I think a lot about what it means to trust an author, especially in the context of feminist / anti-racist storytelling. When I don't trust the author, I resort to a "bingo card" approach to judging a work's merits. Passes the Bechdel test? Check. More than one character with the same marginalized identity? Check. No female suffering that furthers the emotional arcs of men? Bingo, and you're done.

Black Leopard is a 620-page novel about toxic masculinity, and while James does okay by my "bingo card" metric, I don't think he's keeping score. The violence in this novel is frequent and graphic. Rape permeates the text. Bodies and body parts are commodities or even comestibles, giving a new dimension to body horror.

James tackles difficult subject matter by writing a book that is deeply reflective and tells the truth as he feels best able to tell it. One graceful way he does this is embodied in the character of Tracker. Tracker has a problem with women, but rather than following the time-honored tradition of Western novels - asking us to read about an antihero protagonist who is a sexual predator - James gives us a queer character whose primary relationships are with men. The book investigates how Tracker's familial and sexual trauma poisons his relationships and sense of self without resorting to the bodies of women as a medium for this narrative.

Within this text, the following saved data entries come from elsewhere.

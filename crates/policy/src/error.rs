//! Policy engine errors

use surety_core::{Amount, FlightKey, FlightStatus};
use surety_ledger::{AccessDenied, LedgerError};
use thiserror::Error;

#[derive(Error, Debug, Clone, PartialEq, Eq)]
pub enum PolicyError {
    #[error("Unauthorized: {0}")]
    Unauthorized(AccessDenied),

    #[error("Invalid buyer: {0}")]
    InvalidBuyer(AccessDenied),

    #[error("Premium exceeded: {requested} requested, {already_paid} paid, maximum {maximum}")]
    PremiumExceeded {
        requested: Amount,
        already_paid: Amount,
        maximum: Amount,
    },

    #[error("Premium must be greater than zero")]
    ZeroPremium,

    #[error("Flight {flight} is already finalized as {status}")]
    FlightFinalized { flight: FlightKey, status: FlightStatus },

    #[error("Payout overflow for premium {0}")]
    PayoutOverflow(Amount),

    #[error("Ledger error: {0}")]
    Ledger(#[from] LedgerError),
}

The violence in this novel is brought into relief by an immense tenderness. Tracker is a killer, but he's also a parent. He spends most of the book trying to rescue children, and he finds healing, of a partial sort, in his relationships. The romance arc is unconscionably sweet considering how brutal this novel is.

Now, the women. By refusing to write a book that centers on female victims, James frees himself to write female characters who are complicated and enigmatic and often quite unlikable. They have their own agendas, their own voices. They are also every bit as damaged as Tracker, and the novel has an interesting thread that reads to me like a critique of the thin revisionist histories produced by a second-wave feminism or old-school Afrocentrism. It's a cautionary tale of inventing a fairy tale history for your identity rather than giving your ancestors permission to be fully human.

Because this is a book about masculinity—or maybe because Tracker is regarding womanhood across so wide a gulf—the women of this book are a little unreal. They take on the character of a Greek chorus, airing their grievances toward men, then going off to be inscrutable. I think probably this is on purpose. On a first read I feel like I'm far from comprehending everything that's going on in this book.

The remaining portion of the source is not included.